Precipitation that soaks into the ground percolates downward until it reaches a zone of saturation. Water from the saturated zone is called groundwater. The amount of water that a material will hold depends on its porosity, and how well the water can move through the material depends on its permeability. The surface of the zone of saturation is called the water table.

The ocean is the single, continuous body of salt water on the surface of the earth. A sea is a smaller part of the ocean with different characteristics. The dissolved materials in seawater are mostly the ions of six substances, but sodium ions and chlorine ions are the most abundant. Salinity is a measure of the mass of salts dissolved in 1,000 grams of seawater.

An ocean wave is a moving disturbance that travels across the surface of the ocean. In its simplest form a wave has a ridge called a crest and a depression called a trough. Waves have a characteristic wave height, wavelength, and wave period. The characteristics of waves made by the wind depend on the wind speed, the time the wind blows, and the fetch. Regular groups of low-profile, long-wavelength waves are called swell. When swell approaches a shore, the wave slows and increases in wave height. This slowing refracts, or bends, the waves so they approach the shore head-on. When the wave height becomes too steep, the top part breaks forward, forming breakers in the surf zone. Water accumulates at the shore from the breakers and returns to the sea as undertow, as longshore currents, or in rip currents.

Earthquakes or undersea landslides produce large, destructive waves called tsunamis. Tsunamis do not have a large wave height at open sea, but they can do tremendous damage when they reach a low coastal area. A tide moving in or out of a narrow bay can produce a wave called a tidal bore.

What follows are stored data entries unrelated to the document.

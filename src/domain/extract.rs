//! Reference extraction
//!
//! Two variants:
//! - structured: walks a JSON tree and collects `{type, referenceName}` leaves
//! - text: reads a single `/* DependsOn: [a, b] */` block from a script

use std::sync::OnceLock;

use regex::Regex;
use serde_json::Value;
use thiserror::Error;

use super::reference::{ArtifactReference, IgnoreRules};

#[derive(Debug, Error, PartialEq)]
pub enum ExtractError {
    #[error("Multiple DependsOn declarations found in {artifact} ({count} blocks)")]
    MultipleDependencyDeclarations { artifact: String, count: usize },
}

const DEPENDS_ON_PATTERN: &str = r"(?s)/\*\s*DependsOn:\s*\[(.*?)\]\s*\*/";

fn depends_on_regex() -> &'static Regex {
    static RE: OnceLock<Regex> = OnceLock::new();
    RE.get_or_init(|| Regex::new(DEPENDS_ON_PATTERN).expect("DependsOn pattern is valid"))
}

/// Collects references embedded in a JSON tree
///
/// Depth-first, pre-order. An object holding both `type` and `referenceName`
/// is a reference leaf and is not descended into. The first occurrence of a
/// `(name, type)` pair wins, including its ignore flag.
pub fn structured_references(root: &Value, rules: &IgnoreRules) -> Vec<ArtifactReference> {
    let mut found = Vec::new();
    walk(root, rules, &mut found);
    found
}

fn walk(node: &Value, rules: &IgnoreRules, found: &mut Vec<ArtifactReference>) {
    match node {
        Value::Object(map) => match (map.get("type"), map.get("referenceName")) {
            (Some(reference_type), Some(name)) => {
                let reference =
                    ArtifactReference::classified(scalar_text(name), scalar_text(reference_type), rules);
                if !found.contains(&reference) {
                    found.push(reference);
                }
            }
            _ => {
                for value in map.values() {
                    walk(value, rules, found);
                }
            }
        },
        Value::Array(items) => {
            for item in items {
                walk(item, rules, found);
            }
        }
        Value::Null | Value::Bool(_) | Value::Number(_) | Value::String(_) => {}
    }
}

fn scalar_text(value: &Value) -> String {
    match value {
        Value::String(s) => s.clone(),
        other => other.to_string(),
    }
}

/// Reads the dependency names declared in a script's `DependsOn` block
///
/// Returns an empty list when the script has no block. The names carry no
/// reference type.
pub fn declared_dependencies(
    artifact: &str,
    text: &str,
) -> Result<Vec<ArtifactReference>, ExtractError> {
    let blocks: Vec<_> = depends_on_regex().captures_iter(text).collect();

    if blocks.len() > 1 {
        return Err(ExtractError::MultipleDependencyDeclarations {
            artifact: artifact.to_string(),
            count: blocks.len(),
        });
    }

    let mut found: Vec<ArtifactReference> = Vec::new();
    if let Some(list) = blocks.first().and_then(|caps| caps.get(1)) {
        for token in list.as_str().split(',') {
            let name = token.trim();
            if name.is_empty() {
                continue;
            }

            let reference = ArtifactReference::new(name, "");
            if !found.contains(&reference) {
                found.push(reference);
            }
        }
    }

    tracing::debug!(artifact, dependencies = ?found.iter().map(|r| &r.name).collect::<Vec<_>>(), "declared dependencies");
    Ok(found)
}
// EC3 Export Infrastructure - HTTP Adapters
// Implements: JobsClient, ConfigurationClient, ReportsClient

mod client;
mod configurations;
mod dto;
mod jobs;
mod reports;

pub use client::{
    HttpClientConfig, HttpTransport, DEFAULT_EC3_BASE_URL, DEFAULT_REPORTING_BASE_URL,
    DEFAULT_REQUEST_TIMEOUT,
};
pub use configurations::HttpConfigurationClient;
pub use jobs::HttpJobsClient;
pub use reports::HttpReportsClient;
// Export Job Domain Model

use serde::{Deserialize, Serialize};

/// Job ID (opaque, assigned by the EC3 service at creation)
pub type JobId = String;

/// Status locator returned at creation and used for every status query
pub type StatusLocator = String;

/// Carbon upload state as reported by the EC3 jobs endpoint
#[derive(Debug, Clone, Copy, PartialEq, Eq, Hash, Serialize, Deserialize)]
pub enum CarbonUploadState {
    Queued,
    Running,
    Succeeded,
    Failed,
}

impl CarbonUploadState {
    /// Terminal states end polling for a job
    pub fn is_terminal(&self) -> bool {
        matches!(self, CarbonUploadState::Succeeded | CarbonUploadState::Failed)
    }
}

impl std::fmt::Display for CarbonUploadState {
    fn fmt(&self, f: &mut std::fmt::Formatter<'_>) -> std::fmt::Result {
        match self {
            CarbonUploadState::Queued => write!(f, "Queued"),
            CarbonUploadState::Running => write!(f, "Running"),
            CarbonUploadState::Succeeded => write!(f, "Succeeded"),
            CarbonUploadState::Failed => write!(f, "Failed"),
        }
    }
}

/// One status reading for a job
#[derive(Debug, Clone, PartialEq, Eq, Serialize, Deserialize)]
pub struct JobStatusReport {
    pub status: CarbonUploadState,
    /// Link to the exported project, present once the job succeeded
    pub result_locator: Option<String>,
}

impl JobStatusReport {
    pub fn new(status: CarbonUploadState) -> Self {
        Self {
            status,
            result_locator: None,
        }
    }

    pub fn with_result_locator(mut self, locator: impl Into<String>) -> Self {
        self.result_locator = Some(locator.into());
        self
    }
}

/// Export Job Entity
///
/// Created once by the jobs service; status is only ever discovered by
/// polling, never pushed. Nothing is persisted.
#[derive(Debug, Clone, PartialEq, Eq, Serialize, Deserialize)]
pub struct ExportJob {
    pub id: JobId,
    pub status_locator: StatusLocator,
    pub latest: Option<JobStatusReport>,
}

impl ExportJob {
    pub fn new(id: impl Into<String>, status_locator: impl Into<String>) -> Self {
        Self {
            id: id.into(),
            status_locator: status_locator.into(),
            latest: None,
        }
    }

    /// Record a status reading.
    ///
    /// The latest reading always wins, even when it moves "backwards"
    /// (e.g. Running -> Queued).
    pub fn observe(&mut self, report: JobStatusReport) {
        self.latest = Some(report);
    }

    pub fn status(&self) -> Option<CarbonUploadState> {
        self.latest.as_ref().map(|r| r.status)
    }

    pub fn is_finished(&self) -> bool {
        self.status().is_some_and(|s| s.is_terminal())
    }
}

/// Parameters for creating an export job
#[derive(Debug, Clone, PartialEq, Eq, Serialize, Deserialize)]
#[serde(rename_all = "camelCase")]
pub struct CreateJobRequest {
    pub configuration_id: String,
    pub project_name: String,
    pub ec3_bearer_token: String,
}
// EC3 Jobs Client Port
// Job submission and status lookup against the carbon-calculation service

use crate::domain::{AccessToken, CreateJobRequest, ExportJob, JobStatusReport};
use crate::error::Result;
use async_trait::async_trait;

/// Jobs client interface
///
/// Implementations:
/// - HttpJobsClient (infra-http): REST calls against the EC3 jobs endpoint
#[async_trait]
pub trait JobsClient: Send + Sync {
    /// Submit an export job
    ///
    /// Returns the job id and the status locator assigned by the service.
    async fn create_job(
        &self,
        token: &AccessToken,
        request: &CreateJobRequest,
    ) -> Result<ExportJob>;

    /// Query the current status of a job
    ///
    /// # Arguments
    /// * `job_id` - Job identifier returned by `create_job`
    /// * `status_locator` - Status resource returned by `create_job`
    async fn job_status(
        &self,
        token: &AccessToken,
        job_id: &str,
        status_locator: &str,
    ) -> Result<JobStatusReport>;
}

// ============================================================================
// Mock Implementations for Testing
// ============================================================================

#[cfg(any(test, feature = "mocks"))]
pub mod mocks {
    use super::*;
    use crate::domain::CarbonUploadState;
    use crate::error::AppError;
    use std::collections::VecDeque;
    use std::sync::{Arc, Mutex};
    use std::time::Duration;

    /// One scripted answer of the status endpoint
    #[derive(Debug, Clone)]
    pub enum MockStatus {
        Report(JobStatusReport),
        TransportError(String),
    }

    impl From<JobStatusReport> for MockStatus {
        fn from(report: JobStatusReport) -> Self {
            MockStatus::Report(report)
        }
    }

    impl From<CarbonUploadState> for MockStatus {
        fn from(state: CarbonUploadState) -> Self {
            MockStatus::Report(JobStatusReport::new(state))
        }
    }

    /// Scripted jobs client
    ///
    /// Status answers are consumed in order. Once the script runs dry the
    /// last answer is repeated.
    pub struct MockJobsClient {
        job: Mutex<Option<std::result::Result<ExportJob, String>>>,
        script: Mutex<VecDeque<MockStatus>>,
        last: Mutex<Option<MockStatus>>,
        delay: Mutex<Duration>,
        created: Arc<Mutex<Vec<CreateJobRequest>>>,
        status_calls: Arc<Mutex<Vec<(String, String)>>>,
    }

    impl MockJobsClient {
        /// `create_job` answers with `job`
        pub fn new(job: ExportJob) -> Self {
            Self {
                job: Mutex::new(Some(Ok(job))),
                script: Mutex::new(VecDeque::new()),
                last: Mutex::new(None),
                delay: Mutex::new(Duration::ZERO),
                created: Arc::new(Mutex::new(Vec::new())),
                status_calls: Arc::new(Mutex::new(Vec::new())),
            }
        }

        /// `create_job` fails with an API error
        pub fn new_create_failure(message: impl Into<String>) -> Self {
            let client = Self::new(ExportJob::new("", ""));
            *client.job.lock().unwrap() = Some(Err(message.into()));
            client
        }

        /// Append answers to the status script
        pub fn push_status(&self, status: impl Into<MockStatus>) {
            self.script.lock().unwrap().push_back(status.into());
        }

        pub fn push_transport_error(&self, message: impl Into<String>) {
            self.push_status(MockStatus::TransportError(message.into()));
        }

        /// Every status query takes this long before answering
        pub fn set_delay(&self, delay: Duration) {
            *self.delay.lock().unwrap() = delay;
        }

        pub fn status_call_count(&self) -> usize {
            self.status_calls.lock().unwrap().len()
        }

        /// (job_id, status_locator) of each status query, in order
        pub fn status_calls(&self) -> Vec<(String, String)> {
            self.status_calls.lock().unwrap().clone()
        }

        pub fn created_requests(&self) -> Vec<CreateJobRequest> {
            self.created.lock().unwrap().clone()
        }
    }

    #[async_trait]
    impl JobsClient for MockJobsClient {
        async fn create_job(
            &self,
            _token: &AccessToken,
            request: &CreateJobRequest,
        ) -> Result<ExportJob> {
            self.created.lock().unwrap().push(request.clone());
            match self.job.lock().unwrap().clone() {
                Some(Ok(job)) => Ok(job),
                Some(Err(message)) => Err(AppError::Api {
                    status: 422,
                    message,
                }),
                None => Err(AppError::Internal("no scripted job".to_string())),
            }
        }

        async fn job_status(
            &self,
            _token: &AccessToken,
            job_id: &str,
            status_locator: &str,
        ) -> Result<JobStatusReport> {
            self.status_calls
                .lock()
                .unwrap()
                .push((job_id.to_string(), status_locator.to_string()));

            let delay = *self.delay.lock().unwrap();
            if !delay.is_zero() {
                tokio::time::sleep(delay).await;
            }

            let next = {
                let mut script = self.script.lock().unwrap();
                let mut last = self.last.lock().unwrap();
                match script.pop_front() {
                    Some(answer) => {
                        *last = Some(answer.clone());
                        Some(answer)
                    }
                    None => last.clone(),
                }
            };

            match next {
                Some(MockStatus::Report(report)) => Ok(report),
                Some(MockStatus::TransportError(message)) => Err(AppError::Transport(message)),
                None => Err(AppError::Transport("no scripted status".to_string())),
            }
        }
    }
}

Ocean currents are streams of water that move through other seawater over large distances. Some ocean currents are density currents, which are caused by differences in water temperature, salinity, or suspended sediments. Each ocean has a great system of moving water called a gyre that is centered in mid-latitudes. Different parts of a gyre are given different names such as the Gulf Stream or the California Current. The ocean floor is made up of the continental shelf, the continental slope, and the ocean basin. The ocean basin has two main parts, the abyssal plain and mountain chains called ridges.